It started with a lunch of grilled hot dogs and Crackerjacks. Leadership in baseball tee-shirts handed out souvenir HIT balls. Twenty years after its creation, the Heritage Innovation Team is still taking big swings.
The Heritage Innovation Team, or “HIT”, began as a way for employees from all segments of Heritage Environmental Services to propose new ideas. From a plant employee proposing a method to refine elemental mercury in 2002 to a field chemist recommending new employee onboarding checklists in 2022, HIT has become one of the premiere programs for driving innovation across the company. Once an idea is accepted, the HIT committee pairs the employee with a coach who can guide them through the exciting process of developing their idea, help them talk with the right people, and get their improvement implemented across locations.
And there’s not just pride on the line, either. As an incentive, employees who submit ideas to the HIT program receive financial rewards as well. It begins as a raffle entry just for submitting an idea and a $100 bonus just for matching with a coach but can balloon into a huge windfall. The employee gains a further bonus for each stage of the process they reach – $250, $500, and $1,000. Once an idea is deployed, the employee earns 10% of any profits or savings generated by that idea for a whole year.
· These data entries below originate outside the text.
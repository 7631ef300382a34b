//! Request and response shapes for the content store's REST collections API.

use serde::Deserialize;
use storefront_core::query::DEFAULT_SORT;
use storefront_core::CompiledQuery;

use crate::query_string::where_pairs;

/// Fields the shop grid needs from each product document.
pub const SHOP_PRODUCT_FIELDS: &[&str] = &[
    "title",
    "slug",
    "gallery",
    "categories",
    "priceInUSD",
    "inventory",
    "enableVariants",
];

/// Fields populated on each joined variant document.
pub const SHOP_VARIANT_FIELDS: &[&str] = &["inventory", "priceInUSD"];

/// A page of documents as returned by `GET /api/{collection}`.
#[derive(Debug, Clone, Deserialize)]
#[serde(rename_all = "camelCase")]
pub struct PaginatedDocs<T> {
    #[serde(default = "Vec::new")]
    pub docs: Vec<T>,
    #[serde(default)]
    pub total_docs: u64,
    #[serde(default)]
    pub limit: u32,
    #[serde(default)]
    pub page: Option<u32>,
    #[serde(default)]
    pub total_pages: u32,
    #[serde(default)]
    pub has_next_page: bool,
    #[serde(default)]
    pub has_prev_page: bool,
}

/// A `find` request against the products collection.
#[derive(Debug, Clone, PartialEq)]
pub struct ProductQuery {
    pub compiled: CompiledQuery,
    pub limit: u32,
    pub page: Option<u32>,
    pub select: Vec<String>,
    pub populate_variants: Vec<String>,
    pub draft: bool,
}

impl ProductQuery {
    /// The shop grid query: published documents only, card fields selected,
    /// variant price and inventory populated.
    #[must_use]
    pub fn shop(compiled: CompiledQuery, limit: u32) -> Self {
        Self {
            compiled,
            limit,
            page: None,
            select: SHOP_PRODUCT_FIELDS.iter().map(|f| (*f).to_owned()).collect(),
            populate_variants: SHOP_VARIANT_FIELDS.iter().map(|f| (*f).to_owned()).collect(),
            draft: false,
        }
    }

    #[must_use]
    pub fn with_page(mut self, page: u32) -> Self {
        self.page = Some(page);
        self
    }

    /// Encodes the query as ordered `(key, value)` pairs.
    #[must_use]
    pub fn query_pairs(&self) -> Vec<(String, String)> {
        let mut pairs = vec![
            ("draft".to_owned(), self.draft.to_string()),
            ("limit".to_owned(), self.limit.to_string()),
        ];
        if let Some(page) = self.page {
            pairs.push(("page".to_owned(), page.to_string()));
        }
        pairs.push(("sort".to_owned(), self.compiled.sort.clone()));
        for field in &self.select {
            pairs.push((format!("select[{field}]"), "true".to_owned()));
        }
        for field in &self.populate_variants {
            pairs.push((format!("populate[variants][{field}]"), "true".to_owned()));
        }
        pairs.extend(where_pairs(&self.compiled.predicate));
        pairs
    }
}

/// A `find` request against the categories collection.
#[derive(Debug, Clone, PartialEq, Eq)]
pub struct CategoryQuery {
    pub sort: String,
    pub limit: u32,
}

impl CategoryQuery {
    #[must_use]
    pub fn new(limit: u32) -> Self {
        Self {
            sort: DEFAULT_SORT.to_owned(),
            limit,
        }
    }

    #[must_use]
    pub fn query_pairs(&self) -> Vec<(String, String)> {
        vec![
            ("limit".to_owned(), self.limit.to_string()),
            ("sort".to_owned(), self.sort.clone()),
        ]
    }
}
As we celebrate the Heritage core value of “Problem Solving Through Innovation,” we spoke with veterans of the HIT program, who told us about how the program began and how it helps the company grow by adopting new ideas from the people who know the business best: Heritage employees.
JOANNE JONES (SUSTAINABILITY LEADER, HERITAGE ENVIRONMENTAL SERVICES / HIT CHAIR): While the program started at our East Liverpool, Ohio, facility first, I was at the program kickoff in Indianapolis. It was encouraging to know our leadership values every employee and their thoughts on how to improve the company.
LINDA OSBORN (DIRECTOR OF ANALYTICAL RESEARCH, HERITAGE RESEARCH GROUP / FORMER HIT CHAIR): The original idea developed by Raymond Wayne [current Public Affairs Specialist at Heritage] was to use a baseball theme where you had first, second and third base hits, and home runs as an idea progressed to implementation. The whole goal was to really encourage innovative thought within Heritage.
HERITAGE NEWSLETTER, APRIL 2002: Haven’t you imagined what it would be like to get that big hit? You know, to suggest that innovative idea for a service, or one that improves a process, or that generates revenue or that cuts costs. Well, now is your chance for the big leagues!
*see below for picture of original newsletter
JONES: When we started this program in 2002, ideas were submitted via paper forms. Today the program and process have been modernized. Employees across the country, in any job assignment, can enter ideas from their computers or phones and are able to be much more involved in every step of the updated stage gate process (discover, define, develop, deploy). The idea submitters’ supervisor, coaches, subject matter experts, and business leaders are all able to see and participate along the way to success.
OSBORN: The coaching team evaluates every idea submitted. Ideas with merit are assigned a coach and receive mentoring to continue forward in the process. Subject matter experts may also get involved as well as business unit managers when it is time for an idea to be pilot tested and then implemented.
JONES: Today the HIT program is also a gateway for process improvement ideas to become Lean Six Sigma and Strategic Planning projects. Employees who initiate these particular types of improvement ideas are transferred to that implementation track, but still receive all the financial rewards as their idea progresses.
OSBORN: If you can allow people to develop their passion, if it aligns with our mission, that’s a great way for them to feel more engaged as well as to encourage economic development through the passion that they bring.
STEVE CLAUSING (PRESIDENT OF HERITAGE TRANSPORTATION / HIT COACH): I like getting different folks’ perspectives on things they’re seeing and learning and bring it to realization. Anyone that’s got an idea. There’s no bad ideas. Nothing’s off limits. It is more focused around innovation. We want to hear the ideas of our team members because there’s a lot of bright, intelligent, brilliant folks out there that can help us as an organization.
These interviews have been edited and condensed for clarity.